Panico joined the Key West Chamber in 1978 as owner of the El Patio Motel and joined the board in 1979. By 1985, Panico served as president of the Key West chamber board and volunteered to run the chamber after the unexpected departure of the executive director.
“There was a time where I was still serving as a city commissioner and the president of the chamber,” said Panico. “I was running the chamber as a volunteer my first year on the job.”
Afterward, Panico applied for the open executive vice president position, in a field of 132 applicants. She eventually landed the position, becoming the chamber’s CEO for the past 28 years.
“When I walked into the chamber, there was literally a chair with three wheels on it for a staff member to sit in,” said Panico. “But I hope we have made a difference in this community over the past three decades. Not just for businesses, but for everyone who lives here.”

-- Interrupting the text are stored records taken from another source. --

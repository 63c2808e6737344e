//! Selection collaborator: CLI surface, device enumeration and the
//! interactive picks, plus the engine's input re-acquisition hook.

use std::io::{self, Write as _};
use std::path::PathBuf;

use clap::{Parser, ValueEnum};
use tracing::info;

use crate::config::BridgeConfig;
use crate::input::gamepad::GamepadSource;
use crate::input::hidpad::HidPadSource;
use crate::input::keymouse::KeyMouseSource;
use crate::input::{InputError, InputSelector, InputSource};
use crate::transport::{HidTransport, SerialTransport, Transport, TransportError};

#[derive(Debug, Clone, Copy, PartialEq, Eq, ValueEnum)]
pub enum TransportKind {
    Serial,
    Hid,
}

#[derive(Debug, Clone, Copy, PartialEq, Eq, ValueEnum)]
pub enum InputKind {
    Gamepad,
    Hidpad,
    Keymouse,
}

/// Bridge a gamepad or keyboard+mouse to a console microcontroller.
#[derive(Debug, Parser)]
#[command(name = "padbridge", version)]
pub struct BridgeArgs {
    /// Serial port name; skips the interactive pick
    #[arg(long)]
    pub port: Option<String>,

    /// Serial baud rate (overrides the config file)
    #[arg(long)]
    pub baud: Option<u32>,

    /// Transport backend carrying the report stream
    #[arg(long, value_enum, default_value_t = TransportKind::Serial)]
    pub transport: TransportKind,

    /// Input source variant
    #[arg(long, value_enum, default_value_t = InputKind::Gamepad)]
    pub input: InputKind,

    /// Input device index; skips the interactive pick
    #[arg(long)]
    pub index: Option<usize>,

    /// Pause streaming while no window title contains this string
    #[arg(long)]
    pub window: Option<String>,

    /// Take the first enumerated port and device, never prompt
    #[arg(long)]
    pub auto: bool,

    /// Path to a TOML config file
    #[arg(long)]
    pub config: Option<PathBuf>,
}

/// Open the transport the arguments ask for.
pub fn open_transport(
    args: &BridgeArgs,
    config: &BridgeConfig,
) -> Result<Box<dyn Transport>, TransportError> {
    match args.transport {
        TransportKind::Serial => {
            let port = resolve_port(args)?;
            let baud = args.baud.unwrap_or(config.baud);
            Ok(Box::new(SerialTransport::open(&port, baud)?))
        }
        TransportKind::Hid => Ok(Box::new(HidTransport::open(
            config.mcu_vendor_id,
            config.mcu_product_id,
        )?)),
    }
}

fn resolve_port(args: &BridgeArgs) -> Result<String, TransportError> {
    if let Some(port) = &args.port {
        return Ok(port.clone());
    }

    let names: Vec<String> = serialport::available_ports()?
        .into_iter()
        .map(|port| port.port_name)
        .collect();
    if names.is_empty() {
        return Err(TransportError::Connection(
            "serial".into(),
            "no serial ports found".into(),
        ));
    }

    if args.auto {
        info!("Auto-selected serial port {}", names[0]);
        return Ok(names[0].clone());
    }

    prompt_pick("serial port", &names)
        .map(|index| names[index].clone())
        .ok_or_else(|| TransportError::Connection("serial".into(), "no port selected".into()))
}

/// List `options` and read an index from stdin.
fn prompt_pick(what: &str, options: &[String]) -> Option<usize> {
    println!("Available {what}s:");
    for (index, name) in options.iter().enumerate() {
        println!("  {index}: {name}");
    }
    print!("Pick {what} index: ");
    io::stdout().flush().ok()?;

    let mut line = String::new();
    io::stdin().read_line(&mut line).ok()?;
    let index = line.trim().parse::<usize>().ok()?;
    (index < options.len()).then_some(index)
}

/// Resolved input choice. Also the engine's [`InputSelector`]: recovery
/// re-runs the same policy to acquire a fresh source instance.
pub struct InputSelection {
    kind: InputKind,
    index: Option<usize>,
    auto: bool,
    mouse_divisor: f32,
    hidpad_vendor_id: u16,
    hidpad_product_id: u16,
}

impl InputSelection {
    pub fn new(args: &BridgeArgs, config: &BridgeConfig) -> Self {
        Self {
            kind: args.input,
            index: args.index,
            auto: args.auto,
            mouse_divisor: config.mouse_divisor,
            hidpad_vendor_id: config.hidpad_vendor_id,
            hidpad_product_id: config.hidpad_product_id,
        }
    }

    fn pick_index(&self, names: &[String], what: &str) -> Result<usize, InputError> {
        if let Some(index) = self.index {
            return Ok(index);
        }
        if names.is_empty() {
            return Err(InputError::NoDevice(format!("no {what} connected")));
        }
        if self.auto {
            return Ok(0);
        }
        prompt_pick(what, names).ok_or_else(|| InputError::NoDevice(format!("no {what} selected")))
    }
}

impl InputSelector for InputSelection {
    fn acquire(&mut self) -> Result<Box<dyn InputSource>, InputError> {
        match self.kind {
            InputKind::Gamepad => {
                let names = GamepadSource::enumerate()?;
                let index = self.pick_index(&names, "gamepad")?;
                Ok(Box::new(GamepadSource::open(index)?))
            }
            InputKind::Hidpad => {
                let names =
                    HidPadSource::enumerate(self.hidpad_vendor_id, self.hidpad_product_id)?;
                let index = self.pick_index(&names, "HID pad")?;
                Ok(Box::new(HidPadSource::open(
                    index,
                    self.hidpad_vendor_id,
                    self.hidpad_product_id,
                )?))
            }
            InputKind::Keymouse => Ok(Box::new(KeyMouseSource::new(self.mouse_divisor)?)),
        }
    }
}
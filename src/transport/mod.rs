//! Byte transports to the microcontroller.
//!
//! Two interchangeable backends carry the same framed protocol: a buffered
//! serial stream ([`serial::SerialTransport`]) and fixed-size HID reports
//! ([`hid::HidTransport`]). The bridge engine and the sync handshake only
//! ever see the [`Transport`] trait, so neither cares which one is wired up.

pub mod hid;
pub mod serial;
pub mod sync;

use std::time::Duration;

use crate::wire::crc8;

pub use hid::HidTransport;
pub use serial::SerialTransport;

/// Transport errors. Failure to open is fatal for the session; the engine
/// never retries a dead transport.
#[derive(Debug, thiserror::Error)]
pub enum TransportError {
    #[error("Failed to open transport {0}: {1}")]
    Connection(String, String),

    #[error("Transport is closed")]
    Closed,

    #[error("Serial error: {0}")]
    Serial(#[from] serialport::Error),

    #[error("HID error: {0}")]
    Hid(#[from] hidapi::HidError),

    #[error("I/O error: {0}")]
    Io(#[from] std::io::Error),
}

/// A byte channel to the microcontroller.
pub trait Transport {
    /// Transmit bytes exactly as given, without framing. Only the sync
    /// handshake preamble uses this directly; everything else goes through
    /// [`Transport::write`].
    fn write_raw(&mut self, bytes: &[u8]) -> Result<(), TransportError>;

    /// Read a single byte, waiting at most `timeout`. Returns `Ok(None)` on
    /// timeout and never blocks past it.
    fn read_byte(&mut self, timeout: Duration) -> Result<Option<u8>, TransportError>;

    /// Release the underlying device handle. Idempotent and safe to call
    /// after a prior failure.
    fn close(&mut self);

    /// Transmit `payload || crc8(payload)`. Does not wait for any reply.
    fn write(&mut self, payload: &[u8]) -> Result<(), TransportError> {
        let mut frame = Vec::with_capacity(payload.len() + 1);
        frame.extend_from_slice(payload);
        frame.push(crc8(payload));
        self.write_raw(&frame)
    }
}
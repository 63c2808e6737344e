//! Bridge tunables, loadable from a TOML file.
//!
//! Every field has a default, so a missing or partial file is fine. CLI
//! flags override whatever the file says.

use std::fs;
use std::path::{Path, PathBuf};
use std::time::Duration;

use serde::{Deserialize, Serialize};
use tracing::{debug, info};

use crate::bridge::EngineSettings;

#[derive(Debug, thiserror::Error)]
pub enum ConfigError {
    #[error("Failed to read config file: {0}")]
    Read(#[from] std::io::Error),

    #[error("Failed to parse config file: {0}")]
    Parse(#[from] toml::de::Error),
}

#[derive(Debug, Clone, Serialize, Deserialize)]
#[serde(default)]
pub struct BridgeConfig {
    /// Serial baud rate.
    pub baud: u32,
    /// Streaming tick in milliseconds (~100 reports per second).
    pub tick_interval_ms: u64,
    /// Focus poll while paused.
    pub pause_poll_ms: u64,
    /// Input poll while recovering.
    pub recover_poll_ms: u64,
    /// Wall-clock budget for the sync handshake.
    pub handshake_budget_ms: u64,
    /// Per-byte read timeout.
    pub read_timeout_ms: u64,
    /// Mouse counts per full right-stick deflection (keyboard+mouse mode).
    pub mouse_divisor: f32,
    /// Device filter for the HID pad input variant.
    pub hidpad_vendor_id: u16,
    pub hidpad_product_id: u16,
    /// Device filter for the HID transport (microcontroller side).
    pub mcu_vendor_id: u16,
    pub mcu_product_id: u16,
}

impl Default for BridgeConfig {
    fn default() -> Self {
        Self {
            baud: 1_000_000,
            tick_interval_ms: 10,
            pause_poll_ms: 100,
            recover_poll_ms: 500,
            handshake_budget_ms: 1000,
            read_timeout_ms: 50,
            mouse_divisor: crate::input::keymouse::MOUSE_DIVISOR,
            hidpad_vendor_id: crate::input::hidpad::DEFAULT_VENDOR_ID,
            hidpad_product_id: crate::input::hidpad::DEFAULT_PRODUCT_ID,
            // Pro-Controller-compatible ids, what the reference firmware
            // enumerates as.
            mcu_vendor_id: 0x0F0D,
            mcu_product_id: 0x0092,
        }
    }
}

impl BridgeConfig {
    /// `<config dir>/padbridge/config.toml`, if the platform has one.
    pub fn default_path() -> Option<PathBuf> {
        dirs::config_dir().map(|dir| dir.join("padbridge").join("config.toml"))
    }

    /// Load from `explicit` when given (missing file is an error), else from
    /// the default path (missing file falls back to defaults).
    pub fn load(explicit: Option<&Path>) -> Result<Self, ConfigError> {
        let path = match explicit {
            Some(path) => path.to_path_buf(),
            None => match Self::default_path() {
                Some(path) if path.exists() => path,
                _ => {
                    debug!("No config file, using defaults");
                    return Ok(Self::default());
                }
            },
        };

        let text = fs::read_to_string(&path)?;
        let config = toml::from_str(&text)?;
        info!("Loaded config from {}", path.display());
        Ok(config)
    }

    pub fn engine_settings(&self) -> EngineSettings {
        EngineSettings {
            tick_interval: Duration::from_millis(self.tick_interval_ms),
            pause_poll: Duration::from_millis(self.pause_poll_ms),
            recover_poll: Duration::from_millis(self.recover_poll_ms),
            handshake_budget: Duration::from_millis(self.handshake_budget_ms),
            read_timeout: Duration::from_millis(self.read_timeout_ms),
        }
    }
}
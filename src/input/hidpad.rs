//! Secondary gamepad variant: a fixed-layout HID pad read through hidapi.
//!
//! Discovery is vendor/product filtered; the input report is parsed at
//! fixed offsets instead of going through a report descriptor. The external
//! contract is identical to the primary variant.

use hidapi::{HidApi, HidDevice};
use tracing::{debug, info, warn};

use super::{InputError, InputSource};
use crate::wire::HatDirection;

/// Default device filter: HORIPAD S, a common console-compatible pad.
pub const DEFAULT_VENDOR_ID: u16 = 0x0F0D;
pub const DEFAULT_PRODUCT_ID: u16 = 0x00C1;

/// Fixed input-report layout.
const INPUT_REPORT_LEN: usize = 8;
const OFF_BUTTONS: usize = 0; // u16, little endian
const OFF_HAT: usize = 2; // low nibble, wire hat codes
const OFF_LX: usize = 3;
const OFF_LY: usize = 4;
const OFF_RX: usize = 5;
const OFF_RY: usize = 6;

/// Report button bits for each contract index. This pad family already uses
/// the console's bit order, so the table reads like the output layout; it is
/// still the report layout, not the wire contract.
const REPORT_BIT: [u16; super::BUTTON_COUNT] = [
    1 << 1,  // south
    1 << 2,  // east
    1 << 0,  // west
    1 << 3,  // north
    1 << 4,  // left bumper
    1 << 5,  // right bumper
    1 << 8,  // back (minus)
    1 << 9,  // start (plus)
    1 << 12, // guide (home)
    1 << 10, // left stick click
    1 << 11, // right stick click
];

const REPORT_BIT_ZL: u16 = 1 << 6;
const REPORT_BIT_ZR: u16 = 1 << 7;
const REPORT_BIT_CAPTURE: u16 = 1 << 13;

pub struct HidPadSource {
    device: HidDevice,
    name: String,
    report: [u8; INPUT_REPORT_LEN],
    connected: bool,
}

impl HidPadSource {
    /// Open the `index`-th matching device.
    pub fn open(index: usize, vendor_id: u16, product_id: u16) -> Result<Self, InputError> {
        let api = HidApi::new().map_err(|e| InputError::Init(e.to_string()))?;

        let info = api
            .device_list()
            .filter(|d| d.vendor_id() == vendor_id && d.product_id() == product_id)
            .nth(index)
            .ok_or_else(|| {
                InputError::NoDevice(format!(
                    "no HID pad {vendor_id:04x}:{product_id:04x} at index {index}"
                ))
            })?;

        let name = info
            .product_string()
            .unwrap_or("unnamed HID pad")
            .to_string();
        let device = info
            .open_device(&api)
            .map_err(|e| InputError::Init(e.to_string()))?;

        info!("Using HID pad [{index}] {name}");
        Ok(Self {
            device,
            name,
            report: neutral_report(),
            connected: true,
        })
    }

    /// Product strings of all matching devices, in enumeration order.
    pub fn enumerate(vendor_id: u16, product_id: u16) -> Result<Vec<String>, InputError> {
        let api = HidApi::new().map_err(|e| InputError::Init(e.to_string()))?;
        Ok(api
            .device_list()
            .filter(|d| d.vendor_id() == vendor_id && d.product_id() == product_id)
            .map(|d| d.product_string().unwrap_or("unnamed HID pad").to_string())
            .collect())
    }

    fn report_bits(&self) -> u16 {
        u16::from_le_bytes([self.report[OFF_BUTTONS], self.report[OFF_BUTTONS + 1]])
    }

    fn axis_from_byte(&self, offset: usize, invert: bool) -> f32 {
        let normalized = self.report[offset] as f32 / 127.5 - 1.0;
        let value = if invert { -normalized } else { normalized };
        value.clamp(-1.0, 1.0)
    }
}

impl InputSource for HidPadSource {
    fn name(&self) -> &str {
        &self.name
    }

    fn is_available(&mut self) -> bool {
        if !self.connected {
            return false;
        }
        // Drain everything buffered so the sample reflects the newest report.
        let mut buf = [0u8; 64];
        loop {
            match self.device.read_timeout(&mut buf, 0) {
                Ok(n) if n >= INPUT_REPORT_LEN => {
                    self.report.copy_from_slice(&buf[..INPUT_REPORT_LEN]);
                    debug!("HID pad report {:02X?}", self.report);
                }
                Ok(_) => return true,
                Err(e) => {
                    warn!("HID pad {} read failed: {e}", self.name);
                    self.connected = false;
                    return false;
                }
            }
        }
    }

    fn button(&self, index: usize) -> bool {
        REPORT_BIT
            .get(index)
            .is_some_and(|bit| self.report_bits() & bit != 0)
    }

    fn axis(&self, channel: usize) -> f32 {
        match channel {
            super::AXIS_LX => self.axis_from_byte(OFF_LX, false),
            // Report Y axes grow downward; the contract wants up-positive.
            super::AXIS_LY => self.axis_from_byte(OFF_LY, true),
            super::AXIS_RX => self.axis_from_byte(OFF_RX, false),
            super::AXIS_RY => self.axis_from_byte(OFF_RY, true),
            // No analog trigger travel in this layout; ZL/ZR are plain bits.
            super::AXIS_LT => {
                if self.report_bits() & REPORT_BIT_ZL != 0 {
                    1.0
                } else {
                    0.0
                }
            }
            super::AXIS_RT => {
                if self.report_bits() & REPORT_BIT_ZR != 0 {
                    1.0
                } else {
                    0.0
                }
            }
            _ => 0.0,
        }
    }

    fn hat(&self) -> (i8, i8) {
        match self.report[OFF_HAT] & 0x0F {
            0x00 => HatDirection::Up,
            0x01 => HatDirection::UpRight,
            0x02 => HatDirection::Right,
            0x03 => HatDirection::DownRight,
            0x04 => HatDirection::Down,
            0x05 => HatDirection::DownLeft,
            0x06 => HatDirection::Left,
            0x07 => HatDirection::UpLeft,
            _ => HatDirection::Neutral,
        }
        .vector()
    }

    fn capture(&self) -> bool {
        self.report_bits() & REPORT_BIT_CAPTURE != 0
    }
}

fn neutral_report() -> [u8; INPUT_REPORT_LEN] {
    let mut report = [0u8; INPUT_REPORT_LEN];
    report[OFF_HAT] = HatDirection::Neutral.code();
    report[OFF_LX] = 0x80;
    report[OFF_LY] = 0x80;
    report[OFF_RX] = 0x80;
    report[OFF_RY] = 0x80;
    report
}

During her tenure, Panico has been awarded the Athena Award, the Billy Applerouth Award and the Hall of Fame Award — just to name a few. But she says her success has always been grounded in a staff that shared her vision for the residents of Key West.
“People forget that business owners live here too,” said Panico. “We share the island together and you cannot separate the people from the businesses. That’s why it has always been important for this chamber to support the arts, education and health aspects of the community — along with our businesses.”
Like many of her pioneering Key West influences, Panico often credits icons like Frank Toppino, Frank Romano, Joe Pinder, John Koenig and Margo Golan, who she says “taught me how powerful a woman can be in business. … When she walked into a room, everyone watched and listened.”
The Key West chamber board will begin a search for a new CEO in the near future.